• [Supplied material]
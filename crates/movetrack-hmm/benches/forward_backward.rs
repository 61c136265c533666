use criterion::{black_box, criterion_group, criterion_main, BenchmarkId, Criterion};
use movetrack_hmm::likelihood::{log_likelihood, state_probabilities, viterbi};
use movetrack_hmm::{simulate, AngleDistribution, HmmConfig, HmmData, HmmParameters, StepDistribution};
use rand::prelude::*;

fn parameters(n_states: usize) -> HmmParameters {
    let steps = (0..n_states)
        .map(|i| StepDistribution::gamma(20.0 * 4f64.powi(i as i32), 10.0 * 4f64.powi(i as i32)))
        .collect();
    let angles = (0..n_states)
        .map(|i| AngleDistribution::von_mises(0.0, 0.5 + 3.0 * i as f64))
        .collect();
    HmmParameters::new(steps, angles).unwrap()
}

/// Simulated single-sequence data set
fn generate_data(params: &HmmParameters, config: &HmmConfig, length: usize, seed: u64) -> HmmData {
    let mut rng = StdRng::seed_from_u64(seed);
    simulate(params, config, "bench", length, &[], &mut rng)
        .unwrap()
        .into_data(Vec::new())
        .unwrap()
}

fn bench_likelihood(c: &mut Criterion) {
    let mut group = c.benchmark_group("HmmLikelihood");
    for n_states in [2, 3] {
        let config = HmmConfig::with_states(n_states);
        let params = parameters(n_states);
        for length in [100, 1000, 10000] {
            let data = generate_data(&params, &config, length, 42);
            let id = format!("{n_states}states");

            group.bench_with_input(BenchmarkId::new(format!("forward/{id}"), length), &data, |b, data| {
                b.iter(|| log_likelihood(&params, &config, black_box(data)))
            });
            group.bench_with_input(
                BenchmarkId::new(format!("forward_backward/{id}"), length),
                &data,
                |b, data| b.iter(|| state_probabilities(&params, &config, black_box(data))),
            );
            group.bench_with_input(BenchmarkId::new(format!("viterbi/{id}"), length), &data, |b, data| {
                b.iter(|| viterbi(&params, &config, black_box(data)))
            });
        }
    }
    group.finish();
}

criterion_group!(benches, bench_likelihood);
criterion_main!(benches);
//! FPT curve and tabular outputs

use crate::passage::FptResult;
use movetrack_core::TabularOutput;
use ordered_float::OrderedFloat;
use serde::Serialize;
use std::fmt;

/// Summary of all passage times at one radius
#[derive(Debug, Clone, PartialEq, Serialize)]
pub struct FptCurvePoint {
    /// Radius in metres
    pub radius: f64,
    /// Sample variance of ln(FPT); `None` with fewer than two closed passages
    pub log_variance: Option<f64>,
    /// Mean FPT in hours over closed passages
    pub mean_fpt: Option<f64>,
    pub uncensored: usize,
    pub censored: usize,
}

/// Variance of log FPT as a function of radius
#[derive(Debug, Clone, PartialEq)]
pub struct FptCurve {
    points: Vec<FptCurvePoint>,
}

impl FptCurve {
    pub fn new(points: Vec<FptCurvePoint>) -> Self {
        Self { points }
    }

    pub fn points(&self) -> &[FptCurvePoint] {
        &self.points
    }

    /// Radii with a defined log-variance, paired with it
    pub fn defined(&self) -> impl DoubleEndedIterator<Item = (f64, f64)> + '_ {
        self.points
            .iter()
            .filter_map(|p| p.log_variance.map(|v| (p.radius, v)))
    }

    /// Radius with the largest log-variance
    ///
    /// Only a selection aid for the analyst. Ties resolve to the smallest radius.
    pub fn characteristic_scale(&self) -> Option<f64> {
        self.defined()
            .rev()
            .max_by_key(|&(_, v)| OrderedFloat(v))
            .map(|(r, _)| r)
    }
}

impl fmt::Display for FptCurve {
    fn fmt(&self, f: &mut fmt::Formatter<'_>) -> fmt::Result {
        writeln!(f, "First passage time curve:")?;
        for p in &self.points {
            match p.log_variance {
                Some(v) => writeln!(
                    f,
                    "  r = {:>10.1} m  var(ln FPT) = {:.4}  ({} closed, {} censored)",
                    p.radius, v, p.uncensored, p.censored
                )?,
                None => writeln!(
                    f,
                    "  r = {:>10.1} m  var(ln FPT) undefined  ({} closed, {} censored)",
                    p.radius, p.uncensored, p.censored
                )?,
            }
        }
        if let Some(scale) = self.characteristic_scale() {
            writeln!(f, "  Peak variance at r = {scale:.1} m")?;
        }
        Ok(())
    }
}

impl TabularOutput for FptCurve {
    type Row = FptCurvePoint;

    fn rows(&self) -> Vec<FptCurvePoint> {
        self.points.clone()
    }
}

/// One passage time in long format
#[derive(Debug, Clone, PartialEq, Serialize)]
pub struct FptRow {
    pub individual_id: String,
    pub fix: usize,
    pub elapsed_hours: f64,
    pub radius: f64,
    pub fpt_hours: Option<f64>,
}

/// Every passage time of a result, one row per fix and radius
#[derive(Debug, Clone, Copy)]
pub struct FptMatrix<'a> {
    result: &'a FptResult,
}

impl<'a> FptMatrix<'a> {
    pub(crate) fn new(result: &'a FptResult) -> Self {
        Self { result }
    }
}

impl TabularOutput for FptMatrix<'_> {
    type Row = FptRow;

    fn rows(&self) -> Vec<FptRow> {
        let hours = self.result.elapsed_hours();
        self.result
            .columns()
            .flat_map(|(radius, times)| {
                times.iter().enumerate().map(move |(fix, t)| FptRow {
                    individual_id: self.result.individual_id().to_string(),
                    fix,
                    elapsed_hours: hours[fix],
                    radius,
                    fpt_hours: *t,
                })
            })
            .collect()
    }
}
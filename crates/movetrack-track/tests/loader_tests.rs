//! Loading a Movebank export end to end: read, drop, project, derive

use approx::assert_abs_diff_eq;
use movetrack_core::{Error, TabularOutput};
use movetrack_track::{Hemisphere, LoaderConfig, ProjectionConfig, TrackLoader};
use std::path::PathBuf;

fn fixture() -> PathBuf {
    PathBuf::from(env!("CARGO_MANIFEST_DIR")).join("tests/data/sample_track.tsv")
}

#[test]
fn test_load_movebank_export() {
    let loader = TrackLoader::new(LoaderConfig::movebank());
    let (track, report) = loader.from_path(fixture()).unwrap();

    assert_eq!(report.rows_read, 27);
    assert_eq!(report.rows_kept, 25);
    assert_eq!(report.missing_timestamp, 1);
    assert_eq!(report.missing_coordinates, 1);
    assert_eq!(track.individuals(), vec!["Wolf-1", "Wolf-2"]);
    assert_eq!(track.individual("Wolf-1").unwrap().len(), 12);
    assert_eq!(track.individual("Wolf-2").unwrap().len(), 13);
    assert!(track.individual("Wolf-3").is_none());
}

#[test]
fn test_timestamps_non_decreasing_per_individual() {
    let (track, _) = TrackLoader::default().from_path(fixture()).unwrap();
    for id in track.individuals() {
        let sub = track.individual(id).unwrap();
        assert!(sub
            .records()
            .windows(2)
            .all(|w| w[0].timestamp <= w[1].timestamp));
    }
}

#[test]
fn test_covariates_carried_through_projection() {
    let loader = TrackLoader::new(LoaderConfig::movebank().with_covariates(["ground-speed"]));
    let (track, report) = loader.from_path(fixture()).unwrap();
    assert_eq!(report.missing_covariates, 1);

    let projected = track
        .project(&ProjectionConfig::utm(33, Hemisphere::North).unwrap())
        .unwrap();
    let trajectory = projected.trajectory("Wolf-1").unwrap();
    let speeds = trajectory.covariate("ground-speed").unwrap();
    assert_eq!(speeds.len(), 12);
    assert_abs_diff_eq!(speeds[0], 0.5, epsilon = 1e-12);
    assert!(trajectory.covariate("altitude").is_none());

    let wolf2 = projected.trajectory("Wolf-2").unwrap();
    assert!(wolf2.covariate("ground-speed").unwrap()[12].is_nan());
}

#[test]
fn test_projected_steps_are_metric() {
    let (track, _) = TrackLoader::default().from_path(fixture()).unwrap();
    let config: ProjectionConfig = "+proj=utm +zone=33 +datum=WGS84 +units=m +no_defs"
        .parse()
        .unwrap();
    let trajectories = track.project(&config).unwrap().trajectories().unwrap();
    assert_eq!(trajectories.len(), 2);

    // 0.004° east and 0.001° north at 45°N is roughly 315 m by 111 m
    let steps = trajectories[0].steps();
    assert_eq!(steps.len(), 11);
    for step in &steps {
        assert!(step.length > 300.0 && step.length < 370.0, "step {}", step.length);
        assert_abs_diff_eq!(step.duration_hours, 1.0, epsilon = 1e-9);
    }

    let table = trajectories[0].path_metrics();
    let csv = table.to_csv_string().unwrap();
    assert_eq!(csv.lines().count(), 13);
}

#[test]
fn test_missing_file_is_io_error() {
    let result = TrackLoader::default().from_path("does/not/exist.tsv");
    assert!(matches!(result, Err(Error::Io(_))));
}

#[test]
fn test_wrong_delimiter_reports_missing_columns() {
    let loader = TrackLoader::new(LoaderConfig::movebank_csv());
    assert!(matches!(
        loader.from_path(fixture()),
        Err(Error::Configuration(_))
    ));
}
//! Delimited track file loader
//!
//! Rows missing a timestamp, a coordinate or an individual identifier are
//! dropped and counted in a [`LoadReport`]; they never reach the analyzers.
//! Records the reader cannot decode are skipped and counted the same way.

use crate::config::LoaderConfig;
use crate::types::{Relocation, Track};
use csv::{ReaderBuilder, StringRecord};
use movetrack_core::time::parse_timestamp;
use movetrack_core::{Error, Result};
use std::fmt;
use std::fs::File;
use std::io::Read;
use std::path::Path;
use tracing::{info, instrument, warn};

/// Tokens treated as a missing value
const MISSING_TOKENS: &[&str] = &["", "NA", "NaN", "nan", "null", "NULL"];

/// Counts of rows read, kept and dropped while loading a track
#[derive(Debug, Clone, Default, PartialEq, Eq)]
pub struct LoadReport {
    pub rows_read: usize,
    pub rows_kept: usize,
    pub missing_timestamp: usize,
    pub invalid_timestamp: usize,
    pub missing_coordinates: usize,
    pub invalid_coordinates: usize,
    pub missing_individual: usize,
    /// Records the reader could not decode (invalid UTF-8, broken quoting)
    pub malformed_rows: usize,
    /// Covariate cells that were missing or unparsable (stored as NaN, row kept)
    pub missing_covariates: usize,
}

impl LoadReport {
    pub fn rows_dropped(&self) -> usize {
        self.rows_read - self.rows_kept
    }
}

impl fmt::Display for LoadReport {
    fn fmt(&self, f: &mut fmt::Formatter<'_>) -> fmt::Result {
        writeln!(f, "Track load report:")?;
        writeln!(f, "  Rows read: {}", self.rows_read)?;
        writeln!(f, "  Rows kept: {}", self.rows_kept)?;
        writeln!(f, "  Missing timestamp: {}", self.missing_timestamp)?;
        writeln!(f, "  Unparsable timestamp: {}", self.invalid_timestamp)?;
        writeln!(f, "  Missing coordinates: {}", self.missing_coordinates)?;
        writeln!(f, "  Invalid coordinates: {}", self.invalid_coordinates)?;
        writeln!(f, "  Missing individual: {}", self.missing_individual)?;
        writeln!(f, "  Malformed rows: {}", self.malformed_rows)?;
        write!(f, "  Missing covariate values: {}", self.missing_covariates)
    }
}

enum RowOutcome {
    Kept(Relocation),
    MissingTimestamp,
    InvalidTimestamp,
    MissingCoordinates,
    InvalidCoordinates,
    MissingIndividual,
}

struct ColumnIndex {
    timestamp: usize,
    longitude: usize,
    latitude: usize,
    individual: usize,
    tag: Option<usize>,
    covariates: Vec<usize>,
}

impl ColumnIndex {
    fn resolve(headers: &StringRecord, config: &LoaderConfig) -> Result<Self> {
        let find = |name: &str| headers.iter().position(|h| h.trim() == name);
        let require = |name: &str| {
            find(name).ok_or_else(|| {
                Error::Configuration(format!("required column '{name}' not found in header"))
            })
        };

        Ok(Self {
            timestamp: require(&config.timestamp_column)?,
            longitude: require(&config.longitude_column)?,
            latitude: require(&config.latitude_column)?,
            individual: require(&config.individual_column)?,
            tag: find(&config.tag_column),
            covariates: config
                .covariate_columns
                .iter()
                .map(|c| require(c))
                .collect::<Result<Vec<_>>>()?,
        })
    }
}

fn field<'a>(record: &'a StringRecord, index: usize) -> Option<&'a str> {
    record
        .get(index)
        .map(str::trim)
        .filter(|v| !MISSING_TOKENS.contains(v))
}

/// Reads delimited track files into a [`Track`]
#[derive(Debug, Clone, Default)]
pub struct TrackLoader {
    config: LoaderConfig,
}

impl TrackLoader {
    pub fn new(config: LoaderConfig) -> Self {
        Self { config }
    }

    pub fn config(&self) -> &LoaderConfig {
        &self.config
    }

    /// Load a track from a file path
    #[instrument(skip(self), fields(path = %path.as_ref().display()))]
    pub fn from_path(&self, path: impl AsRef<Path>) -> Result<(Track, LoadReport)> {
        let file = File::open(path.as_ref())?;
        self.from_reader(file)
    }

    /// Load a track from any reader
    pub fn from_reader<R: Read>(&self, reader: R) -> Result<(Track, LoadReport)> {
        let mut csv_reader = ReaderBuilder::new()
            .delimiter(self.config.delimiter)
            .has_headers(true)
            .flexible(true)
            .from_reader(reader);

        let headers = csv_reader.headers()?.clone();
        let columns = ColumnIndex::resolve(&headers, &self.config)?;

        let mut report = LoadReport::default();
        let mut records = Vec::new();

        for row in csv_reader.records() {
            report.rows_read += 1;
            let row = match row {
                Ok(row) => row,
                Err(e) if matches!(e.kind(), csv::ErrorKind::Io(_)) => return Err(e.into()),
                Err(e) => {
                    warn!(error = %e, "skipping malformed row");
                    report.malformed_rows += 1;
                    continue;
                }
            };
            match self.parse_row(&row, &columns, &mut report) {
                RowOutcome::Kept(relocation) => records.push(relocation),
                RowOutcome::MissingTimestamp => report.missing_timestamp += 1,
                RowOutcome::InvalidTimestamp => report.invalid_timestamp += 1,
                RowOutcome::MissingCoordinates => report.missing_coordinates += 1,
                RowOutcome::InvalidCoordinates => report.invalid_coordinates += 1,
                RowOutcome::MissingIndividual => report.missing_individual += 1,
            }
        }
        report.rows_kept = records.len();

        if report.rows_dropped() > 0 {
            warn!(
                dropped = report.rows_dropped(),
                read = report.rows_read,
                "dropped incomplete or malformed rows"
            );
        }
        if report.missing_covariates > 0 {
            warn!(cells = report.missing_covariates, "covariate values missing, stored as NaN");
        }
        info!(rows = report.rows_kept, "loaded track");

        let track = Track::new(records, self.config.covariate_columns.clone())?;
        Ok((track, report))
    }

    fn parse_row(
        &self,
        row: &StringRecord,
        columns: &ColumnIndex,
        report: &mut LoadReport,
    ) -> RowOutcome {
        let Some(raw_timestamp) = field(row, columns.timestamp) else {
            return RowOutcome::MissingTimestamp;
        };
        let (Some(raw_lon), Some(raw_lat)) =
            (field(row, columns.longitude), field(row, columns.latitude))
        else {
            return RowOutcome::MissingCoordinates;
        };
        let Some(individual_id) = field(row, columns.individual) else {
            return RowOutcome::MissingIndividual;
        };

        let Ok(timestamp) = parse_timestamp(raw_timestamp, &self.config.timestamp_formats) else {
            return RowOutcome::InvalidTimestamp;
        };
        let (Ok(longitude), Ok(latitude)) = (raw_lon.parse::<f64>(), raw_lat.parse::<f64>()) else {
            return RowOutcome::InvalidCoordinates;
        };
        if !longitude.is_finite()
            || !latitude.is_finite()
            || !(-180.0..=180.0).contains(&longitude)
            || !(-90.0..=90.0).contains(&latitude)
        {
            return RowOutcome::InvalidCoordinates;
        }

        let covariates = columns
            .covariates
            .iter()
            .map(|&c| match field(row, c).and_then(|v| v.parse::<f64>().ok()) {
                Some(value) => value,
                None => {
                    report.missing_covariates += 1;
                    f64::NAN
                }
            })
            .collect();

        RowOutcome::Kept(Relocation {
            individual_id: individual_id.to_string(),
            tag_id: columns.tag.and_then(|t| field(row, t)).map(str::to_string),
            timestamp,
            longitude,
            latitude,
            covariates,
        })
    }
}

• [What this task involves] From the first line above through the line that contains "use rand::prelude::*;", quote each line exactly. Output nothing more.

• [Output below]
filename crates/movetrack-hmm/benches/forward_backward.rs
repository 61c136265c533666
use criterion::{black_box, criterion_group, criterion_main, BenchmarkId, Criterion};
use movetrack_hmm::likelihood::{log_likelihood, state_probabilities, viterbi};
use movetrack_hmm::{simulate, AngleDistribution, HmmConfig, HmmData, HmmParameters, StepDistribution};
use rand::prelude::*;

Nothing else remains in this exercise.